Pferde wurden vom Hobby zum Geschäft
Gracija verbrachte einige Zeit in Zagreb, wo sie studierte und sich fast zehn Jahre lang mit Kostümbildnerei beschäftigte. Dennoch führten ihre starke Verbundenheit mit Knin und eine Liebe aus der Freizeit sie auf einen neuen Weg.
"Ich habe eine Zeit lang in Zagreb studiert. Natürlich wurde ich in Knin geboren und habe dort gelebt und diese vielleicht schönste Kindheitsphase erlebt. Es sind Erinnerungen, die einen binden. Sagen wir, deshalb bin ich geblieben. Davor haben wir Pferde angeschafft, das war unser Hobby, und dieses Hobby ist jetzt zum Geschäft geworden", erzählte Gracija für Danas.net.hr.
Wegen des anstrengenden Lebens mit zwei Kindern und ständigen Reisen entschied sie sich, ihre Leidenschaft für Pferde in eine Einkommensquelle zu verwandeln. "Jetzt verwandle ich dieses Hobby in ein Geschäft. Jetzt ist das Hobby Geschäft, das Geschäft Hobby. Ich habe alles umgedreht", fügte sie hinzu.
Nach Österreich zwei gastronomische Betriebe eröffnet
Kristijan Piplica lebte vor seiner Rückkehr in Österreich. Obwohl er im Ausland war, ließ ihn das Gefühl der Zugehörigkeit und Nähe zu Familie und Freunden nicht los.
"Für mich standen vor allem die Familie, Freunde und das Gefühl, zu Hause zu sein, im Vordergrund. In Knin fühle ich mich wirklich immer zu Hause. Man vermisst dieses Gefühl von Freiheit, das ich vielleicht in Österreich nicht hatte, und ich habe immer von der Rückkehr in meine Stadt geträumt", sagte Kristijan.
Derzeit betreibt er zwei gastronomische Einrichtungen in Knin. Eine Location arbeitet saisonal, die andere ist das ganze Jahr über geöffnet. Es gelang ihm, sie im Abstand von drei Jahren zu eröffnen, und eine davon befindet sich in einem städtischen Raum, der mit Mitteln aus europäischen Fonds kofinanziert wurde. "Wir jungen Leute haben tatsächlich die Chance bekommen, zu wachsen und für junge Menschen zu arbeiten", betonte er.

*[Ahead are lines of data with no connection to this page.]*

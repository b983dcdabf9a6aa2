use bitcoin::hashes::{Hash as _, ripemd160};
use bitcoin::opcodes::all::{OP_CHECKSIG, OP_CHECKSIGVERIFY, OP_CLTV, OP_EQUALVERIFY, OP_HASH160, OP_SIZE};
use bitcoin::opcodes::{self, Opcode};
use bitcoin::script::{Builder, Instruction, Instructions, Script, ScriptBuf};
use bitcoin::secp256k1::{PublicKey, Secp256k1, Verification};
use bitcoin::taproot::{LeafVersion, TaprootBuilder, TaprootSpendInfo};
use bitcoin::XOnlyPublicKey;
use musig2::KeyAggContext;

use crate::claim::musig::{aggregate_keys, aggregated_xonly};
use crate::error::{Error, Result};
use crate::swap::{SwapTree, TreeLeaf};

pub const TAPSCRIPT_LEAF_VERSION: u8 = 0xc0;

/// The two leaves of a swap output.
///
/// claim:  `OP_SIZE 32 OP_EQUALVERIFY OP_HASH160 <ripemd160(preimage hash)> OP_EQUALVERIFY <claim key> OP_CHECKSIG`
/// refund: `<refund key> OP_CHECKSIGVERIFY <timeout> OP_CLTV`
#[derive(Debug, Clone, PartialEq, Eq)]
pub struct SwapScript {
    pub preimage_hash160: [u8; 20],
    pub claim_key: XOnlyPublicKey,
    pub refund_key: XOnlyPublicKey,
    pub timeout_block_height: u32,
}

impl SwapScript {
    pub fn new(
        preimage_hash: &[u8; 32],
        claim_key: XOnlyPublicKey,
        refund_key: XOnlyPublicKey,
        timeout_block_height: u32,
    ) -> Self {
        Self {
            preimage_hash160: ripemd160::Hash::hash(preimage_hash).to_byte_array(),
            claim_key,
            refund_key,
            timeout_block_height,
        }
    }

    pub fn claim_script(&self) -> ScriptBuf {
        Builder::new()
            .push_opcode(OP_SIZE)
            .push_int(32)
            .push_opcode(OP_EQUALVERIFY)
            .push_opcode(OP_HASH160)
            .push_slice(self.preimage_hash160)
            .push_opcode(OP_EQUALVERIFY)
            .push_x_only_key(&self.claim_key)
            .push_opcode(OP_CHECKSIG)
            .into_script()
    }

    pub fn refund_script(&self) -> ScriptBuf {
        Builder::new()
            .push_x_only_key(&self.refund_key)
            .push_opcode(OP_CHECKSIGVERIFY)
            .push_int(i64::from(self.timeout_block_height))
            .push_opcode(OP_CLTV)
            .into_script()
    }

    pub fn to_swap_tree(&self) -> SwapTree {
        SwapTree {
            claim_leaf: TreeLeaf {
                version: TAPSCRIPT_LEAF_VERSION,
                output: self.claim_script().to_hex_string(),
            },
            refund_leaf: TreeLeaf {
                version: TAPSCRIPT_LEAF_VERSION,
                output: self.refund_script().to_hex_string(),
            },
        }
    }

    pub fn from_swap_tree(tree: &SwapTree) -> Result<Self> {
        for leaf in [&tree.claim_leaf, &tree.refund_leaf] {
            if leaf.version != TAPSCRIPT_LEAF_VERSION {
                return Err(Error::Taproot(format!(
                    "unexpected leaf version {:#x}",
                    leaf.version
                )));
            }
        }
        let claim = ScriptBuf::from_hex(&tree.claim_leaf.output)
            .map_err(|e| Error::Taproot(format!("claim leaf hex: {e}")))?;
        let refund = ScriptBuf::from_hex(&tree.refund_leaf.output)
            .map_err(|e| Error::Taproot(format!("refund leaf hex: {e}")))?;

        let (preimage_hash160, claim_key) = parse_claim_script(&claim)?;
        let (refund_key, timeout_block_height) = parse_refund_script(&refund)?;
        Ok(Self {
            preimage_hash160,
            claim_key,
            refund_key,
            timeout_block_height,
        })
    }

    pub fn matches_preimage_hash(&self, preimage_hash: &[u8; 32]) -> bool {
        self.preimage_hash160 == ripemd160::Hash::hash(preimage_hash).to_byte_array()
    }
}

fn next_instruction<'a>(iter: &mut Instructions<'a>) -> Result<Instruction<'a>> {
    iter.next()
        .transpose()
        .map_err(|e| Error::Taproot(format!("decode script instruction: {e}")))?
        .ok_or_else(|| Error::Taproot("unexpected end of script".into()))
}

fn expect_op(actual: Instruction<'_>, expected: Opcode) -> Result<()> {
    match actual {
        Instruction::Op(op) if op == expected => Ok(()),
        other => Err(Error::Taproot(format!(
            "expected {expected:?}, got {other:?}"
        ))),
    }
}

fn expect_push<const N: usize>(actual: Instruction<'_>) -> Result<[u8; N]> {
    match actual {
        Instruction::PushBytes(bytes) if bytes.len() == N => {
            let mut out = [0u8; N];
            out.copy_from_slice(bytes.as_bytes());
            Ok(out)
        }
        other => Err(Error::Taproot(format!(
            "expected push of {N} bytes, got {other:?}"
        ))),
    }
}

fn expect_x_only(actual: Instruction<'_>) -> Result<XOnlyPublicKey> {
    let bytes = expect_push::<32>(actual)?;
    XOnlyPublicKey::from_slice(&bytes).map_err(|e| Error::Taproot(format!("x-only key: {e}")))
}

fn parse_script_num(actual: Instruction<'_>) -> Result<i64> {
    match actual {
        Instruction::PushBytes(bytes) => decode_script_num(bytes.as_bytes()),
        Instruction::Op(op) => {
            let code = op.to_u8();
            let one = opcodes::all::OP_PUSHNUM_1.to_u8();
            let sixteen = opcodes::all::OP_PUSHNUM_16.to_u8();
            if (one..=sixteen).contains(&code) {
                return Ok(i64::from(code - one + 1));
            }
            Err(Error::Taproot(format!(
                "expected script number, got {op:?}"
            )))
        }
    }
}

fn decode_script_num(bytes: &[u8]) -> Result<i64> {
    if bytes.is_empty() {
        return Ok(0);
    }
    if bytes.len() > 5 {
        return Err(Error::Taproot(format!(
            "script number too large: {} bytes",
            bytes.len()
        )));
    }

    let mut magnitude = bytes.to_vec();
    let negative = magnitude.last().is_some_and(|b| (b & 0x80) != 0);
    if let Some(last) = magnitude.last_mut() {
        *last &= 0x7f;
    }

    let mut value: i64 = 0;
    for (i, b) in magnitude.iter().enumerate() {
        value |= i64::from(*b) << (8 * i);
    }
    Ok(if negative { -value } else { value })
}

fn expect_end(iter: &mut Instructions<'_>) -> Result<()> {
    if iter.next().is_some() {
        return Err(Error::Taproot("unexpected trailing instructions".into()));
    }
    Ok(())
}

pub fn parse_claim_script(script: &Script) -> Result<([u8; 20], XOnlyPublicKey)> {
    let mut iter = script.instructions_minimal();

    expect_op(next_instruction(&mut iter)?, OP_SIZE)?;
    let size = parse_script_num(next_instruction(&mut iter)?)?;
    if size != 32 {
        return Err(Error::Taproot(format!("unexpected preimage size check: {size}")));
    }
    expect_op(next_instruction(&mut iter)?, OP_EQUALVERIFY)?;
    expect_op(next_instruction(&mut iter)?, OP_HASH160)?;
    let hash160 = expect_push::<20>(next_instruction(&mut iter)?)?;
    expect_op(next_instruction(&mut iter)?, OP_EQUALVERIFY)?;
    let claim_key = expect_x_only(next_instruction(&mut iter)?)?;
    expect_op(next_instruction(&mut iter)?, OP_CHECKSIG)?;
    expect_end(&mut iter)?;

    Ok((hash160, claim_key))
}

pub fn parse_refund_script(script: &Script) -> Result<(XOnlyPublicKey, u32)> {
    let mut iter = script.instructions_minimal();

    let refund_key = expect_x_only(next_instruction(&mut iter)?)?;
    expect_op(next_instruction(&mut iter)?, OP_CHECKSIGVERIFY)?;
    let timeout = parse_script_num(next_instruction(&mut iter)?)?;
    let timeout = u32::try_from(timeout)
        .map_err(|_| Error::Taproot(format!("refund timeout out of range: {timeout}")))?;
    expect_op(next_instruction(&mut iter)?, OP_CLTV)?;
    expect_end(&mut iter)?;

    Ok((refund_key, timeout))
}

/// A swap output: MuSig2 key path over `[coordinator, ours]` tweaked with
/// the script tree.
pub struct TaprootSwap {
    pub script: SwapScript,
    pub key_agg: KeyAggContext,
    pub spend_info: TaprootSpendInfo,
}

impl TaprootSwap {
    pub fn new<C: Verification>(
        secp: &Secp256k1<C>,
        script: SwapScript,
        coordinator_key: PublicKey,
        our_key: PublicKey,
    ) -> Result<Self> {
        let internal_key = aggregated_xonly(&aggregate_keys(coordinator_key, our_key, None)?);

        let spend_info = TaprootBuilder::new()
            .add_leaf_with_ver(1, script.claim_script(), LeafVersion::TapScript)
            .and_then(|b| b.add_leaf_with_ver(1, script.refund_script(), LeafVersion::TapScript))
            .map_err(|e| Error::Taproot(format!("build tree: {e}")))?
            .finalize(secp, internal_key)
            .map_err(|_| Error::Taproot("finalize tree".into()))?;
        let merkle_root = spend_info
            .merkle_root()
            .ok_or_else(|| Error::Taproot("tree has no merkle root".into()))?;

        let key_agg = aggregate_keys(coordinator_key, our_key, Some(merkle_root.to_byte_array()))?;
        if aggregated_xonly(&key_agg) != spend_info.output_key().to_x_only_public_key() {
            return Err(Error::Taproot(
                "tweaked aggregate key does not match output key".into(),
            ));
        }

        Ok(Self {
            script,
            key_agg,
            spend_info,
        })
    }

    pub fn from_swap_tree<C: Verification>(
        secp: &Secp256k1<C>,
        tree: &SwapTree,
        coordinator_key: PublicKey,
        our_key: PublicKey,
    ) -> Result<Self> {
        Self::new(secp, SwapScript::from_swap_tree(tree)?, coordinator_key, our_key)
    }

    pub fn output_key(&self) -> XOnlyPublicKey {
        self.spend_info.output_key().to_x_only_public_key()
    }

    pub fn script_pubkey(&self) -> ScriptBuf {
        ScriptBuf::new_p2tr_tweaked(self.spend_info.output_key())
    }
}

pub fn parse_public_key(hex_key: &str, what: &str) -> Result<PublicKey> {
    hex_key
        .parse()
        .map_err(|e| Error::InvalidResponse(format!("{what} public key: {e}")))
}

#[cfg(test)]
mod tests {
    use bitcoin::secp256k1::Keypair;

    use super::*;

    fn keypair(byte: u8) -> Keypair {
        let secp = Secp256k1::new();
        Keypair::from_seckey_slice(&secp, &[byte; 32]).unwrap()
    }

    #[test]
    fn tree_round_trips_through_hex() {
        let claim = keypair(1).x_only_public_key().0;
        let refund = keypair(2).x_only_public_key().0;
        let script = SwapScript::new(&[7; 32], claim, refund, 840_123);

        let parsed = SwapScript::from_swap_tree(&script.to_swap_tree()).unwrap();
        assert_eq!(parsed, script);
        assert!(parsed.matches_preimage_hash(&[7; 32]));
        assert!(!parsed.matches_preimage_hash(&[8; 32]));
    }

    #[test]
    fn small_timeouts_use_pushnum() {
        let claim = keypair(1).x_only_public_key().0;
        let script = SwapScript::new(&[0; 32], claim, claim, 16);
        let (_, timeout) = parse_refund_script(&script.refund_script()).unwrap();
        assert_eq!(timeout, 16);
    }

    #[test]
    fn rejects_foreign_leaf() {
        let claim = keypair(1).x_only_public_key().0;
        let script = SwapScript::new(&[0; 32], claim, claim, 100);
        let mut tree = script.to_swap_tree();
        tree.claim_leaf.output = script.refund_script().to_hex_string();
        assert!(SwapScript::from_swap_tree(&tree).is_err());

        let mut tree = script.to_swap_tree();
        tree.refund_leaf.version = 0xc2;
        assert!(SwapScript::from_swap_tree(&tree).is_err());
    }

    #[test]
    fn output_key_is_tweaked_aggregate() {
        let secp = Secp256k1::new();
        let coordinator = keypair(3);
        let ours = keypair(4);
        let script = SwapScript::new(
            &[9; 32],
            ours.x_only_public_key().0,
            coordinator.x_only_public_key().0,
            500,
        );
        let swap =
            TaprootSwap::new(&secp, script, coordinator.public_key(), ours.public_key()).unwrap();
        assert_eq!(aggregated_xonly(&swap.key_agg), swap.output_key());
        assert!(swap.script_pubkey().is_p2tr());

        let swapped_order = TaprootSwap::new(
            &secp,
            swap.script.clone(),
            ours.public_key(),
            coordinator.public_key(),
        )
        .unwrap();
        assert_ne!(swapped_order.output_key(), swap.output_key());
    }
}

Treiber des Wandels in der lokalen Gemeinschaft
Kristijan ist überzeugt, dass es in Knin genügend Entwicklungsmöglichkeiten gibt, betont jedoch die Bedeutung der Initiative. "In der Stadt Knin gibt es definitiv Potenzial und Arbeit. Aber ein junger Mensch muss immer derjenige sein, der der Antreiber ist, und die Erwachsenen werden den jungen Menschen den Rücken stärken. Das passiert in Knin immer", sagte er.
Gracija hingegen versucht durch ihren Reitverein den jüngeren Generationen Erlebnisse und Erinnerungen an das Aufwachsen zu bieten, wie sie sie selbst hatte. "Die Stadt, in der ich aufgewachsen bin, in der ich diese Jahre erlebt habe, die wir immer mit der Kindheit verbinden. Durch meinen Verein und meine Arbeit mit Pferden hoffe ich, dass ich ihnen zumindest einen Teil davon gebe, dass auch sie ähnliche Erinnerungen haben wie ich", sagte sie.
Von Verwunderung zur größten Unterstützung
Die Entscheidung, nach Knin zurückzukehren, stieß bei Kristijans Familie auf Unverständnis. "Meine sagten mir, ich sei nicht normal und warum ich zurückkomme. Diese Generation ist keine Generation des Risikos und keine Generation, die einen Schritt nach vorne macht und etwas anderes tut. Ihnen war das nicht klar", erzählte er.
Mit der Zeit hat sich die Situation völlig gedreht. "Heute sind meine Eltern tatsächlich meine größte Unterstützung in meinem Geschäft und bei der Organisation von Festivals und Veranstaltungen. Die Zeiten ändern sich. Wir jungen Leute sind die Antreiber, und besonders an solchen Tagen erinnern wir uns daran, dass das Leben weitergeht und wir in die Zukunft schauen sollten, nicht in die Vergangenheit", schloss Kristijan.
Beide glauben, dass Knin eine Perspektive hat, und hoffen, dass ihre Geschichten auch andere junge Menschen inspirieren, einen Verbleib oder eine Rückkehr in ihre Stadt in Betracht zu ziehen.